**ASSIGNED TASK:** Copy the records exactly, every one of them.

==== INPUT DATA ====

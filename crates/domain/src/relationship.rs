use enermina_core::{AppError, AppResult};
use serde_json::{Map, Value};

use crate::EntityType;

/// Declared link between two entity types.
#[derive(Debug, Clone, PartialEq, Eq)]
pub enum Relationship {
    /// This record's foreign key points at the target's identifier.
    BelongsTo {
        /// Relationship name.
        name: &'static str,
        /// Foreign key field on this record.
        field: &'static str,
        /// Referenced type.
        target: EntityType,
    },
    /// Target records whose foreign key equals this record's identifier.
    HasMany {
        /// Relationship name.
        name: &'static str,
        /// Related type.
        target: EntityType,
        /// Foreign key field on the related type.
        foreign_key: &'static str,
        /// Tag the related record must carry when its foreign key is polymorphic.
        tag: Option<TagFilter>,
    },
    /// Same as [`Relationship::HasMany`] with at most one related record.
    HasOne {
        /// Relationship name.
        name: &'static str,
        /// Related type.
        target: EntityType,
        /// Foreign key field on the related type.
        foreign_key: &'static str,
        /// Tag the related record must carry when its foreign key is polymorphic.
        tag: Option<TagFilter>,
    },
    /// `(type tag, id)` pair resolved through a dispatch table.
    Polymorphic {
        /// Relationship name.
        name: &'static str,
        /// Tag field on this record.
        tag_field: &'static str,
        /// Identifier field on this record.
        id_field: &'static str,
        /// Tag to target type dispatch table.
        targets: &'static [(&'static str, EntityType)],
    },
}

/// Tag constraint on the related side of a polymorphic foreign key.
#[derive(Debug, Clone, Copy, PartialEq, Eq)]
pub struct TagFilter {
    /// Tag field on the related record.
    pub field: &'static str,
    /// Required tag value.
    pub value: &'static str,
}

impl Relationship {
    /// Returns the relationship name.
    #[must_use]
    pub fn name(&self) -> &'static str {
        match self {
            Self::BelongsTo { name, .. }
            | Self::HasMany { name, .. }
            | Self::HasOne { name, .. }
            | Self::Polymorphic { name, .. } => *name,
        }
    }

    /// Returns the foreign key field this record carries, if any.
    #[must_use]
    pub fn local_foreign_key(&self) -> Option<&'static str> {
        match self {
            Self::BelongsTo { field, .. } => Some(*field),
            Self::Polymorphic { id_field, .. } => Some(*id_field),
            Self::HasMany { .. } | Self::HasOne { .. } => None,
        }
    }
}

/// Outgoing reference read from a record payload.
#[derive(Debug, Clone, PartialEq, Eq)]
pub struct Reference {
    /// Relationship the reference belongs to.
    pub relationship: &'static str,
    /// Foreign key field holding the identifier.
    pub field: &'static str,
    /// Referenced type.
    pub target: EntityType,
    /// Referenced identifier.
    pub id: String,
}

/// Lists the outgoing references of a payload.
///
/// Null foreign keys produce no reference; whether they may be null is a
/// schema concern. Polymorphic tags are dispatched through the declared
/// table and an undeclared tag is a schema violation.
pub fn outgoing_references(
    relationships: &[Relationship],
    data: &Map<String, Value>,
) -> AppResult<Vec<Reference>> {
    let mut references = Vec::new();
    for relationship in relationships {
        match relationship {
            Relationship::BelongsTo {
                name,
                field,
                target,
            } => {
                if let Some(id) = data.get(*field).and_then(Value::as_str) {
                    references.push(Reference {
                        relationship: *name,
                        field: *field,
                        target: *target,
                        id: id.to_owned(),
                    });
                }
            }
            Relationship::Polymorphic {
                name,
                tag_field,
                id_field,
                targets,
            } => {
                let Some(id) = data.get(*id_field).and_then(Value::as_str) else {
                    continue;
                };
                let tag = data.get(*tag_field).and_then(Value::as_str).ok_or_else(|| {
                    AppError::SchemaViolation(format!(
                        "'{id_field}' requires '{tag_field}' to select its target type"
                    ))
                })?;
                let target = dispatch(targets, tag).ok_or_else(|| {
                    AppError::SchemaViolation(format!(
                        "'{tag}' is not a valid '{tag_field}' for relationship '{name}'"
                    ))
                })?;
                references.push(Reference {
                    relationship: *name,
                    field: *id_field,
                    target,
                    id: id.to_owned(),
                });
            }
            Relationship::HasMany { .. } | Relationship::HasOne { .. } => {}
        }
    }

    Ok(references)
}

/// Resolves a type tag through a dispatch table.
#[must_use]
pub fn dispatch(targets: &[(&'static str, EntityType)], tag: &str) -> Option<EntityType> {
    targets
        .iter()
        .find(|(candidate, _)| *candidate == tag)
        .map(|(_, target)| *target)
}

#[cfg(test)]
mod tests {
    use serde_json::json;

    use super::{Relationship, outgoing_references};
    use crate::EntityType;

    const INVOICE_SOURCES: &[(&str, EntityType)] = &[
        ("RESOURCE_ORDER", EntityType::ResourceOrder),
        ("EVENT_ORDER", EntityType::EventOrder),
    ];

    fn invoice_relationships() -> Vec<Relationship> {
        vec![
            Relationship::BelongsTo {
                name: "user",
                field: "ownerId",
                target: EntityType::User,
            },
            Relationship::Polymorphic {
                name: "source",
                tag_field: "invoiceSourceType",
                id_field: "invoiceSourceId",
                targets: INVOICE_SOURCES,
            },
        ]
    }

    #[test]
    fn polymorphic_reference_dispatches_on_tag() {
        let data = json!({
            "ownerId": "user-1",
            "invoiceSourceType": "EVENT_ORDER",
            "invoiceSourceId": "order-1"
        });
        let data = data.as_object().cloned().unwrap_or_default();
        let references =
            outgoing_references(&invoice_relationships(), &data).unwrap_or_else(|_| unreachable!());

        assert_eq!(references.len(), 2);
        assert_eq!(references[1].target, EntityType::EventOrder);
        assert_eq!(references[1].id, "order-1");
    }

    #[test]
    fn unknown_tag_is_schema_violation() {
        let data = json!({ "invoiceSourceType": "SUBSCRIPTION", "invoiceSourceId": "order-1" });
        let data = data.as_object().cloned().unwrap_or_default();
        let result = outgoing_references(&invoice_relationships(), &data);

        assert!(matches!(
            result,
            Err(enermina_core::AppError::SchemaViolation(_))
        ));
    }
}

====

**ANSWER FOR THE TASK:**
filename crates/domain/src/relationship.rs
use enermina_core::{AppError, AppResult};
use serde_json::{Map, Value};

use crate::EntityType;

/// Declared link between two entity types.
#[derive(Debug, Clone, PartialEq, Eq)]
pub enum Relationship {
    /// This record's foreign key points at the target's identifier.
    BelongsTo {
        /// Relationship name.
        name: &'static str,
        /// Foreign key field on this record.
        field: &'static str,
        /// Referenced type.
        target: EntityType,
    },
    /// Target records whose foreign key equals this record's identifier.
    HasMany {
        /// Relationship name.
        name: &'static str,
        /// Related type.
        target: EntityType,
        /// Foreign key field on the related type.
        foreign_key: &'static str,
        /// Tag the related record must carry when its foreign key is polymorphic.
        tag: Option<TagFilter>,
    },
    /// Same as [`Relationship::HasMany`] with at most one related record.
    HasOne {
        /// Relationship name.
        name: &'static str,
        /// Related type.
        target: EntityType,
        /// Foreign key field on the related type.
        foreign_key: &'static str,
        /// Tag the related record must carry when its foreign key is polymorphic.
        tag: Option<TagFilter>,
    },
    /// `(type tag, id)` pair resolved through a dispatch table.
    Polymorphic {
        /// Relationship name.
        name: &'static str,
        /// Tag field on this record.
        tag_field: &'static str,
        /// Identifier field on this record.
        id_field: &'static str,
        /// Tag to target type dispatch table.
        targets: &'static [(&'static str, EntityType)],
    },
}

/// Tag constraint on the related side of a polymorphic foreign key.
#[derive(Debug, Clone, Copy, PartialEq, Eq)]
pub struct TagFilter {
    /// Tag field on the related record.
    pub field: &'static str,
    /// Required tag value.
    pub value: &'static str,
}

impl Relationship {
    /// Returns the relationship name.
    #[must_use]
    pub fn name(&self) -> &'static str {
        match self {
            Self::BelongsTo { name, .. }
            | Self::HasMany { name, .. }
            | Self::HasOne { name, .. }
            | Self::Polymorphic { name, .. } => *name,
        }
    }

    /// Returns the foreign key field this record carries, if any.
    #[must_use]
    pub fn local_foreign_key(&self) -> Option<&'static str> {
        match self {
            Self::BelongsTo { field, .. } => Some(*field),
            Self::Polymorphic { id_field, .. } => Some(*id_field),
            Self::HasMany { .. } | Self::HasOne { .. } => None,
        }
    }
}

/// Outgoing reference read from a record payload.
#[derive(Debug, Clone, PartialEq, Eq)]
pub struct Reference {
    /// Relationship the reference belongs to.
    pub relationship: &'static str,
    /// Foreign key field holding the identifier.
    pub field: &'static str,
    /// Referenced type.
    pub target: EntityType,
    /// Referenced identifier.
    pub id: String,
}

/// Lists the outgoing references of a payload.
///
/// Null foreign keys produce no reference; whether they may be null is a
/// schema concern. Polymorphic tags are dispatched through the declared
/// table and an undeclared tag is a schema violation.
pub fn outgoing_references(
    relationships: &[Relationship],
    data: &Map<String, Value>,
) -> AppResult<Vec<Reference>> {
    let mut references = Vec::new();
    for relationship in relationships {
        match relationship {
            Relationship::BelongsTo {
                name,
                field,
                target,
            } => {
                if let Some(id) = data.get(*field).and_then(Value::as_str) {
                    references.push(Reference {
                        relationship: *name,
                        field: *field,
                        target: *target,
                        id: id.to_owned(),
                    });
                }
            }
            Relationship::Polymorphic {
                name,
                tag_field,
                id_field,
                targets,
            } => {
                let Some(id) = data.get(*id_field).and_then(Value::as_str) else {
                    continue;
                };
                let tag = data.get(*tag_field).and_then(Value::as_str).ok_or_else(|| {
                    AppError::SchemaViolation(format!(
                        "'{id_field}' requires '{tag_field}' to select its target type"
                    ))
                })?;
                let target = dispatch(targets, tag).ok_or_else(|| {
                    AppError::SchemaViolation(format!(
                        "'{tag}' is not a valid '{tag_field}' for relationship '{name}'"
                    ))
                })?;
                references.push(Reference {
                    relationship: *name,
                    field: *id_field,
                    target,
                    id: id.to_owned(),
                });
            }
            Relationship::HasMany { .. } | Relationship::HasOne { .. } => {}
        }
    }

    Ok(references)
}

/// Resolves a type tag through a dispatch table.
#[must_use]
pub fn dispatch(targets: &[(&'static str, EntityType)], tag: &str) -> Option<EntityType> {
    targets
        .iter()
        .find(|(candidate, _)| *candidate == tag)
        .map(|(_, target)| *target)
}

#[cfg(test)]
mod tests {
    use serde_json::json;

    use super::{Relationship, outgoing_references};
    use crate::EntityType;

    const INVOICE_SOURCES: &[(&str, EntityType)] = &[
        ("RESOURCE_ORDER", EntityType::ResourceOrder),
        ("EVENT_ORDER", EntityType::EventOrder),
    ];

    fn invoice_relationships() -> Vec<Relationship> {
        vec![
            Relationship::BelongsTo {
                name: "user",
                field: "ownerId",
                target: EntityType::User,
            },
            Relationship::Polymorphic {
                name: "source",
                tag_field: "invoiceSourceType",
                id_field: "invoiceSourceId",
                targets: INVOICE_SOURCES,
            },
        ]
    }

    #[test]
    fn polymorphic_reference_dispatches_on_tag() {
        let data = json!({
            "ownerId": "user-1",
            "invoiceSourceType": "EVENT_ORDER",
            "invoiceSourceId": "order-1"
        });
        let data = data.as_object().cloned().unwrap_or_default();
        let references =
            outgoing_references(&invoice_relationships(), &data).unwrap_or_else(|_| unreachable!());

        assert_eq!(references.len(), 2);
        assert_eq!(references[1].target, EntityType::EventOrder);
        assert_eq!(references[1].id, "order-1");
    }

    #[test]
    fn unknown_tag_is_schema_violation() {
        let data = json!({ "invoiceSourceType": "SUBSCRIPTION", "invoiceSourceId": "order-1" });
        let data = data.as_object().cloned().unwrap_or_default();
        let result = outgoing_references(&invoice_relationships(), &data);

        assert!(matches!(
            result,
            Err(enermina_core::AppError::SchemaViolation(_))
        ));
    }
}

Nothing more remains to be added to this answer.